Print all records exactly, leaving nothing out.

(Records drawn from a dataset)
= Beginning of Section =

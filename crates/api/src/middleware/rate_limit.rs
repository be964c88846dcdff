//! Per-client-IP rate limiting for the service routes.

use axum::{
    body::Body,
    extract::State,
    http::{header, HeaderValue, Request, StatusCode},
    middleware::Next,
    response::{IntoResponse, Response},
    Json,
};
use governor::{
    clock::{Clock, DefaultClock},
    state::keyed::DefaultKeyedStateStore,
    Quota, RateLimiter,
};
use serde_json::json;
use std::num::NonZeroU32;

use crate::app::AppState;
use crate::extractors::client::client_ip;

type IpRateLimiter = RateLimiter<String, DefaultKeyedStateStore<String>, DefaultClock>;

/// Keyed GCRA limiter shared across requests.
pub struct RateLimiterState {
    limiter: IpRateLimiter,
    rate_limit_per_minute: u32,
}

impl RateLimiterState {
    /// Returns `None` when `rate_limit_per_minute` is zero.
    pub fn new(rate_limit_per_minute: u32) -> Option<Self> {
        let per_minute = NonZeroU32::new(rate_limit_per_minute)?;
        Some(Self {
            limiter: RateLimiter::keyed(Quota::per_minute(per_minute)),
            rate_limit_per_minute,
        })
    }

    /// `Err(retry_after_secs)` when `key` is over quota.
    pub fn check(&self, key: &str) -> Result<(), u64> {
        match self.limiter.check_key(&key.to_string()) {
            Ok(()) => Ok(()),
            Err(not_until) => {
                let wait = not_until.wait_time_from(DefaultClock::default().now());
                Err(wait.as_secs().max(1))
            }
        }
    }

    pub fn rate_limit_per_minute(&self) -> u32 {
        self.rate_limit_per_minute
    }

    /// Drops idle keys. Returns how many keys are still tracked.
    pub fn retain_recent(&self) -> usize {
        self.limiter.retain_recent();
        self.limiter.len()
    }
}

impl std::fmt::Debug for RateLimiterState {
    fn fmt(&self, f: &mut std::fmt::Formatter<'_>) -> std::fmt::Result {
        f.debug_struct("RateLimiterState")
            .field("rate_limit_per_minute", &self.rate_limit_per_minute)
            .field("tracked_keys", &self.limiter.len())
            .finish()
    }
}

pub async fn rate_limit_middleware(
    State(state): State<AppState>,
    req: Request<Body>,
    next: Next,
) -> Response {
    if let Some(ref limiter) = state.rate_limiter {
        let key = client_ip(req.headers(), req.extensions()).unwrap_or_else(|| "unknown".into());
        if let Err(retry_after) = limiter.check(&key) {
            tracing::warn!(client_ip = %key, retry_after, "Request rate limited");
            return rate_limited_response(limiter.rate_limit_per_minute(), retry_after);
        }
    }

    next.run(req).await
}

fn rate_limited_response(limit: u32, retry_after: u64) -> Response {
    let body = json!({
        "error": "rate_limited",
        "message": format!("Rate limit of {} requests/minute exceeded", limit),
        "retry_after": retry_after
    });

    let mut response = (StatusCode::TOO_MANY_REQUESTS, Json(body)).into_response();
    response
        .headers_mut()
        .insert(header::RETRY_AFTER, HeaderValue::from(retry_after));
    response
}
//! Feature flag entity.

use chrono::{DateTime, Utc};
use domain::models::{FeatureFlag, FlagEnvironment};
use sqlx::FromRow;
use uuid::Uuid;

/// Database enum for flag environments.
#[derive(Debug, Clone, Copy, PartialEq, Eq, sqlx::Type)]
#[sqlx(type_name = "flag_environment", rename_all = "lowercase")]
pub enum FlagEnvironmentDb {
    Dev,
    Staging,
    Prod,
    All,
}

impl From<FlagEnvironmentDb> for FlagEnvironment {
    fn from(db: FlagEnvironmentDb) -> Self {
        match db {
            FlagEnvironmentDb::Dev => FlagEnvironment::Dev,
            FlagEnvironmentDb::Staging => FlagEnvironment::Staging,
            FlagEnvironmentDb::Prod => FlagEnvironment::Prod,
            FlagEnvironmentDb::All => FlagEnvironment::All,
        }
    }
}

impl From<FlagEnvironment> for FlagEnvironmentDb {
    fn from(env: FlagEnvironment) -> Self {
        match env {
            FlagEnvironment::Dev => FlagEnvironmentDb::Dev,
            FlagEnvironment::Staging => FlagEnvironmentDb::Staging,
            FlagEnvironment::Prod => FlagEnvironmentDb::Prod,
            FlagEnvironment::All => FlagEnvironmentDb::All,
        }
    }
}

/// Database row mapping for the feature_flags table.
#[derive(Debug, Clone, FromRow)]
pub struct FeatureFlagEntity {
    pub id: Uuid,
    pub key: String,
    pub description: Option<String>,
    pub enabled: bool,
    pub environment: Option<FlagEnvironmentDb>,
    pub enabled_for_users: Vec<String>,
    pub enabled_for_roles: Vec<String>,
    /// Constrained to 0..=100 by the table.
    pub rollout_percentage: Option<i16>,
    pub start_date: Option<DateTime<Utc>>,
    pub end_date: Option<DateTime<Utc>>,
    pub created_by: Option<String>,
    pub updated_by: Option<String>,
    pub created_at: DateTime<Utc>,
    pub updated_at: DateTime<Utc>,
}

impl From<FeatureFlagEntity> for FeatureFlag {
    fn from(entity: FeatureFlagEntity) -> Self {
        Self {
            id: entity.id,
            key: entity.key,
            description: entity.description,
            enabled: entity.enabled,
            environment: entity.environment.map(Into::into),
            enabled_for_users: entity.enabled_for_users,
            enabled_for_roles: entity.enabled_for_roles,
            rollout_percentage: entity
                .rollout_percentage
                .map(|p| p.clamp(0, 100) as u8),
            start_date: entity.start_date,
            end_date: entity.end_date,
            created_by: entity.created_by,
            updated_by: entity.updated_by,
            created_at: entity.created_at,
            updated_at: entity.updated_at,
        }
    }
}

= End of Section =

Task solution ▸
filename crates/api/src/middleware/rate_limit.rs
repository be964c88846dcdff
//! Per-client-IP rate limiting for the service routes.

use axum::{
    body::Body,
    extract::State,
    http::{header, HeaderValue, Request, StatusCode},
    middleware::Next,
    response::{IntoResponse, Response},
    Json,
};
use governor::{
    clock::{Clock, DefaultClock},
    state::keyed::DefaultKeyedStateStore,
    Quota, RateLimiter,
};
use serde_json::json;
use std::num::NonZeroU32;

use crate::app::AppState;
use crate::extractors::client::client_ip;

type IpRateLimiter = RateLimiter<String, DefaultKeyedStateStore<String>, DefaultClock>;

/// Keyed GCRA limiter shared across requests.
pub struct RateLimiterState {
    limiter: IpRateLimiter,
    rate_limit_per_minute: u32,
}

impl RateLimiterState {
    /// Returns `None` when `rate_limit_per_minute` is zero.
    pub fn new(rate_limit_per_minute: u32) -> Option<Self> {
        let per_minute = NonZeroU32::new(rate_limit_per_minute)?;
        Some(Self {
            limiter: RateLimiter::keyed(Quota::per_minute(per_minute)),
            rate_limit_per_minute,
        })
    }

    /// `Err(retry_after_secs)` when `key` is over quota.
    pub fn check(&self, key: &str) -> Result<(), u64> {
        match self.limiter.check_key(&key.to_string()) {
            Ok(()) => Ok(()),
            Err(not_until) => {
                let wait = not_until.wait_time_from(DefaultClock::default().now());
                Err(wait.as_secs().max(1))
            }
        }
    }

    pub fn rate_limit_per_minute(&self) -> u32 {
        self.rate_limit_per_minute
    }

    /// Drops idle keys. Returns how many keys are still tracked.
    pub fn retain_recent(&self) -> usize {
        self.limiter.retain_recent();
        self.limiter.len()
    }
}

impl std::fmt::Debug for RateLimiterState {
    fn fmt(&self, f: &mut std::fmt::Formatter<'_>) -> std::fmt::Result {
        f.debug_struct("RateLimiterState")
            .field("rate_limit_per_minute", &self.rate_limit_per_minute)
            .field("tracked_keys", &self.limiter.len())
            .finish()
    }
}

pub async fn rate_limit_middleware(
    State(state): State<AppState>,
    req: Request<Body>,
    next: Next,
) -> Response {
    if let Some(ref limiter) = state.rate_limiter {
        let key = client_ip(req.headers(), req.extensions()).unwrap_or_else(|| "unknown".into());
        if let Err(retry_after) = limiter.check(&key) {
            tracing::warn!(client_ip = %key, retry_after, "Request rate limited");
            return rate_limited_response(limiter.rate_limit_per_minute(), retry_after);
        }
    }

    next.run(req).await
}

fn rate_limited_response(limit: u32, retry_after: u64) -> Response {
    let body = json!({
        "error": "rate_limited",
        "message": format!("Rate limit of {} requests/minute exceeded", limit),
        "retry_after": retry_after
    });

    let mut response = (StatusCode::TOO_MANY_REQUESTS, Json(body)).into_response();
    response
        .headers_mut()
        .insert(header::RETRY_AFTER, HeaderValue::from(retry_after));
    response
}
//! Feature flag entity.

use chrono::{DateTime, Utc};
use domain::models::{FeatureFlag, FlagEnvironment};
use sqlx::FromRow;
use uuid::Uuid;

/// Database enum for flag environments.
#[derive(Debug, Clone, Copy, PartialEq, Eq, sqlx::Type)]
#[sqlx(type_name = "flag_environment", rename_all = "lowercase")]
pub enum FlagEnvironmentDb {
    Dev,
    Staging,
    Prod,
    All,
}

impl From<FlagEnvironmentDb> for FlagEnvironment {
    fn from(db: FlagEnvironmentDb) -> Self {
        match db {
            FlagEnvironmentDb::Dev => FlagEnvironment::Dev,
            FlagEnvironmentDb::Staging => FlagEnvironment::Staging,
            FlagEnvironmentDb::Prod => FlagEnvironment::Prod,
            FlagEnvironmentDb::All => FlagEnvironment::All,
        }
    }
}

impl From<FlagEnvironment> for FlagEnvironmentDb {
    fn from(env: FlagEnvironment) -> Self {
        match env {
            FlagEnvironment::Dev => FlagEnvironmentDb::Dev,
            FlagEnvironment::Staging => FlagEnvironmentDb::Staging,
            FlagEnvironment::Prod => FlagEnvironmentDb::Prod,
            FlagEnvironment::All => FlagEnvironmentDb::All,
        }
    }
}

/// Database row mapping for the feature_flags table.
#[derive(Debug, Clone, FromRow)]
pub struct FeatureFlagEntity {
    pub id: Uuid,
    pub key: String,
    pub description: Option<String>,
    pub enabled: bool,
    pub environment: Option<FlagEnvironmentDb>,
    pub enabled_for_users: Vec<String>,
    pub enabled_for_roles: Vec<String>,
    /// Constrained to 0..=100 by the table.
    pub rollout_percentage: Option<i16>,
    pub start_date: Option<DateTime<Utc>>,
    pub end_date: Option<DateTime<Utc>>,
    pub created_by: Option<String>,
    pub updated_by: Option<String>,
    pub created_at: DateTime<Utc>,
    pub updated_at: DateTime<Utc>,
}

impl From<FeatureFlagEntity> for FeatureFlag {
    fn from(entity: FeatureFlagEntity) -> Self {
        Self {
            id: entity.id,
            key: entity.key,
            description: entity.description,
            enabled: entity.enabled,
            environment: entity.environment.map(Into::into),
            enabled_for_users: entity.enabled_for_users,
            enabled_for_roles: entity.enabled_for_roles,
            rollout_percentage: entity
                .rollout_percentage
                .map(|p| p.clamp(0, 100) as u8),
            start_date: entity.start_date,
            end_date: entity.end_date,
            created_by: entity.created_by,
            updated_by: entity.updated_by,
            created_at: entity.created_at,
            updated_at: entity.updated_at,
        }
    }
}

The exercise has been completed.